Environment of Earth

September 16, 2009

CHEMICAL PROCESSES ON AEROSOLS

Filed under: Atmospheric chemistry — gargpk @ 3:19 pm
Tags: ,

Most of the particulate material suspended in the  atmosphere has very small size and so has a very large surface area per unit mass (around 1 million square meter  per  gram). Such large surface area offers considerable opportunity for the absorption of molecules from the gas phase. This is particu­larly true if these molecules have a low volatility. A sub­stance having vapor pressure less than 10-6 Pa at ambient temperature will largely be adsorbed on the aerosol  particles. Therefore, metals volatilized through volcanic or biological processes will probably end up at­tached  to aerosols. The likelihood of surface reactions  also increased by the large surface to volume ratio of aero­sols. Generally,  two types of reactions occur  on aerosol: thermal reactions and photochemical reactions.

Thermal reactions: For describing thermal reactions on  aerosol surfaces, following two surfaces have been common  models of atmospheric aerosols:

(i) Sulfuric acid surface: Sulfuric acid is a liquid surface but acid covers the surface of many atmospheric aerosol particles so this is a good model. The effectiveness of sulfuric acid surfaces as sink has been investigated for a number of atmospheric trace gases. The effectiveness of surface may be measured in terms of the probability of reactions occurring on collision of the molecules of the gas with the surface. Such probabilities for some major atmospheric trace gases are given in the Table.

Table: Probabilities of reactions on collision of gas molecules with surface.

Molecule Probability
Water vapor 2 x 10-3
Ammonia >1 x 10-3
Hydrogen peroxide 7.8 x 10-4
Nitric acid 2.4 x 10-4

For  species like nitric acid or hydrogen peroxide, the absorption of the gas by sulfuric acid surfaces could be a sink of atmospheric gases as much important as the photolysis.

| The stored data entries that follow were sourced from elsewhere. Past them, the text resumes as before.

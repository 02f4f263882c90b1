//! Domain models
//!
//! Plain serde records emitted and consumed by the core. Durable storage
//! belongs to the embedding application (see [`crate::store`]).

pub mod calibration;
pub mod problem;
pub mod submission;
pub mod test_case;
pub mod verdict;

pub use calibration::{Calibration, CalibrationStatus, LanguageTiming};
pub use problem::Problem;
pub use submission::{Language, Submission, SubmissionStatus, TestResult};
pub use test_case::TestCase;
pub use verdict::{ErrorKind, Verdict};
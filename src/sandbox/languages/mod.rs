//! Language-specific compile and run profiles

pub mod cpp;
pub mod python;

use crate::models::Language;

/// How to compile and run one language inside the sandbox workspace
#[derive(Debug, Clone)]
pub struct LanguageProfile {
    pub language: Language,
    /// Source file name inside the workspace
    pub source_file: &'static str,
    /// Compile command, when the language requires compilation
    pub compile_command: Option<&'static str>,
    /// Run command reading the program's stdin
    pub run_command: &'static str,
}

impl LanguageProfile {
    /// Get the profile for a language
    pub fn for_language(language: Language) -> Self {
        match language {
            Language::Cpp => cpp::profile(),
            Language::Python => python::profile(),
        }
    }
}
//! Cluster Engine
//!
//! Ties the subsystems together into a running node. [`service::ClusterService`]
//! owns the membership directory, broadcast queue, awareness score and
//! suspicion table, and drives them from a set of independent periodic loops:
//!
//! - the **probe loop** (failure detection, `probe.rs`),
//! - the **gossip loop** (background dissemination when piggyback traffic is
//!   not enough),
//! - the **push/pull loop** (anti-entropy state sync, `sync.rs`),
//! - the **packet ingest loop** and the **stream accept loop**.
//!
//! The loops coordinate only through the shared structures above; probes to
//! different targets never serialize on each other. Shutdown stops every
//! ticker, cancels all suspicion timers and releases the transport.

pub mod probe;
pub mod service;
pub mod sync;

#[cfg(test)]
mod tests;
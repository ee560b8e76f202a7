use serde::{Deserialize, Serialize};
use std::net::SocketAddr;

use crate::membership::types::{Node, NodeId};

/// Protocol and delegate version sextuple carried on Alive messages so peers
/// can gate compatibility before applying state or handing payloads to their
/// delegates.
#[derive(Debug, Clone, Copy, PartialEq, Eq, Serialize, Deserialize)]
pub struct Vsn {
    pub proto_min: u8,
    pub proto_cur: u8,
    pub proto_max: u8,
    pub delegate_min: u8,
    pub delegate_cur: u8,
    pub delegate_max: u8,
}

impl Vsn {
    /// Whether a peer speaking `other` shares at least one protocol version
    /// with us.
    pub fn compatible(&self, other: &Vsn) -> bool {
        other.proto_min <= self.proto_max && other.proto_max >= self.proto_min
    }
}

/// Everything that crosses the gossip wire.
///
/// - `Ping`/`Ack`: direct liveness checks; acks echo the sequence number and
///   may carry a ping-delegate payload for RTT instrumentation.
/// - `IndirectPing`: asks a third node to relay a probe and forward the ack.
/// - `Suspect`/`Alive`/`Dead`: membership state dissemination. A `Dead` whose
///   `from` equals the subject is a voluntary departure.
/// - `User`: opaque application payload for the remote delegate.
/// - `PushPull`: full-state anti-entropy exchange over a stream.
/// - `Compound`/`Compressed`/`Encrypted`: envelopes, see the module docs.
#[derive(Debug, Clone, Serialize, Deserialize)]
pub enum Message {
    Ping {
        seq: u32,
        from: NodeId,
        /// Name the sender believes it is probing; receivers drop mismatches.
        target: NodeId,
    },

    IndirectPing {
        seq: u32,
        from: NodeId,
        target: NodeId,
        target_addr: SocketAddr,
    },

    Ack {
        seq: u32,
        payload: Vec<u8>,
    },

    Suspect {
        id: NodeId,
        incarnation: u64,
        from: NodeId,
    },

    Alive {
        node: Node,
        vsn: Vsn,
    },

    Dead {
        id: NodeId,
        incarnation: u64,
        from: NodeId,
    },

    User(Vec<u8>),

    PushPull {
        join: bool,
        nodes: Vec<Node>,
        user_state: Vec<u8>,
    },

    Compound(Vec<Vec<u8>>),
    Compressed(Vec<u8>),
    Encrypted(Vec<u8>),
}

impl Message {
    /// Short tag for diagnostics.
    pub fn kind(&self) -> &'static str {
        match self {
            Message::Ping { .. } => "ping",
            Message::IndirectPing { .. } => "indirect-ping",
            Message::Ack { .. } => "ack",
            Message::Suspect { .. } => "suspect",
            Message::Alive { .. } => "alive",
            Message::Dead { .. } => "dead",
            Message::User(_) => "user",
            Message::PushPull { .. } => "push-pull",
            Message::Compound(_) => "compound",
            Message::Compressed(_) => "compressed",
            Message::Encrypted(_) => "encrypted",
        }
    }
}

(ii) Graphite carbon surface: Absorption of gases by graphite carbon  is well known. A gas like sulfur dioxide is readily absorbed  and  presumably oxidized on the surface. However, aerosol  surface soon becomes saturated or poisoned.  Absorption  of gas molecules can not occur further unless there is some mechanism for ‘cleaning’ the surface. Thus it is  diffi­cult  to  visualize  the mechanism of the  removal  of  large amounts of a gas like sulfur dioxide from atmosphere by  such a heterogeneous solid phase process.

Photochemical reactions: In addition to possibility of  ther­mal  reactions on particle surface subsequent to the  absorp­tion  of the gas molecules, photochemical reactions are also possible. For example,

hv

2CO + O2 —————-> 2CO2

TiO2, ZnO


hv

2N2 + 6H2O ————-> 4NH3 + 3O2

TiO2

The  importance of these reactions in the atmosphere  is  not known. However, it is known that photo-assisted reactions on titanium oxide or zinc oxide desert sands lead to  production of  ammonia. It has been postulated that such reactions were the source of ammonia in the early atmosphere of Earth.